» Exercise instructions:
Could you reproduce, exactly and alone, the lines running from the one with "if (position as" to the end of the data below?

-*-*-

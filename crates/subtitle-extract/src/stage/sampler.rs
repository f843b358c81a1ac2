use subtitle_extract_decoder::{FrameResult, LumaFrame};
use subtitle_extract_types::Coordinate;
use tracing::{debug, warn};

use super::{ScanError, StopSignal};
use super::dispatch::{OcrTask, TaskSender};
use super::progress::ProgressTracker;

/// Frames between two samples when taking `per_second` samples each second.
pub fn sample_step(fps: f64, per_second: u32) -> u64 {
    if per_second == 0 || !fps.is_finite() || fps <= 0.0 {
        return 1;
    }
    ((fps / per_second as f64).floor() as u64).max(1)
}

#[derive(Debug, Default)]
pub struct SampleSummary {
    pub frames_scanned: u64,
    pub tasks_sent: u64,
    pub stopped: bool,
}

/// Fps-mode producer: every `step`-th frame, starting with the first, goes to
/// recognition as is.
pub struct FrameSampler {
    step: u64,
    area: Option<Coordinate>,
    total_frames: Option<u64>,
    tasks: TaskSender,
    progress: ProgressTracker,
    stop: StopSignal,
}

impl FrameSampler {
    pub fn new(
        step: u64,
        area: Option<Coordinate>,
        total_frames: Option<u64>,
        tasks: TaskSender,
        progress: ProgressTracker,
        stop: StopSignal,
    ) -> Self {
        Self {
            step: step.max(1),
            area,
            total_frames,
            tasks,
            progress,
            stop,
        }
    }

    pub fn run<I>(mut self, frames: I) -> Result<SampleSummary, ScanError>
    where
        I: Iterator<Item = FrameResult<LumaFrame>>,
    {
        let mut summary = SampleSummary::default();
        for (position, frame) in frames.enumerate() {
            if self.stop.is_stopped() {
                summary.stopped = true;
                break;
            }
            let frame = match frame {
                Ok(frame) => frame,
                Err(source) if summary.frames_scanned == 0 => {
                    return Err(ScanError {
                        frames_scanned: 0,
                        source,
                    });
                }
                Err(err) => {
                    warn!(frame_no = position, error = %err, "frame unreadable; skipping it");
                    summary.frames_scanned += 1;
                    continue;
                }
            };
            let frame_no = frame.frame_index().unwrap_or(position as u64);
            summary.frames_scanned += 1;

            if (position as u64) % self.step == 0 {
                let task = OcrTask::new(frame_no, self.total_frames)
                    .with_frame(frame)
                    .with_region(self.area);
                if !self.tasks.send(task) {
                    debug!(frame_no, "task queue closed; sampling stopped");
                    break;
                }
                summary.tasks_sent += 1;
            }
            self.progress
                .report_fraction(frame_no.saturating_add(1), self.total_frames);
        }
        Ok(summary)
    }
}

-*-*-

» Answer:
            if (position as u64) % self.step == 0 {
                let task = OcrTask::new(frame_no, self.total_frames)
                    .with_frame(frame)
                    .with_region(self.area);
                if !self.tasks.send(task) {
                    debug!(frame_no, "task queue closed; sampling stopped");
                    break;
                }
                summary.tasks_sent += 1;
            }
            self.progress
                .report_fraction(frame_no.saturating_add(1), self.total_frames);
        }
        Ok(summary)
    }
}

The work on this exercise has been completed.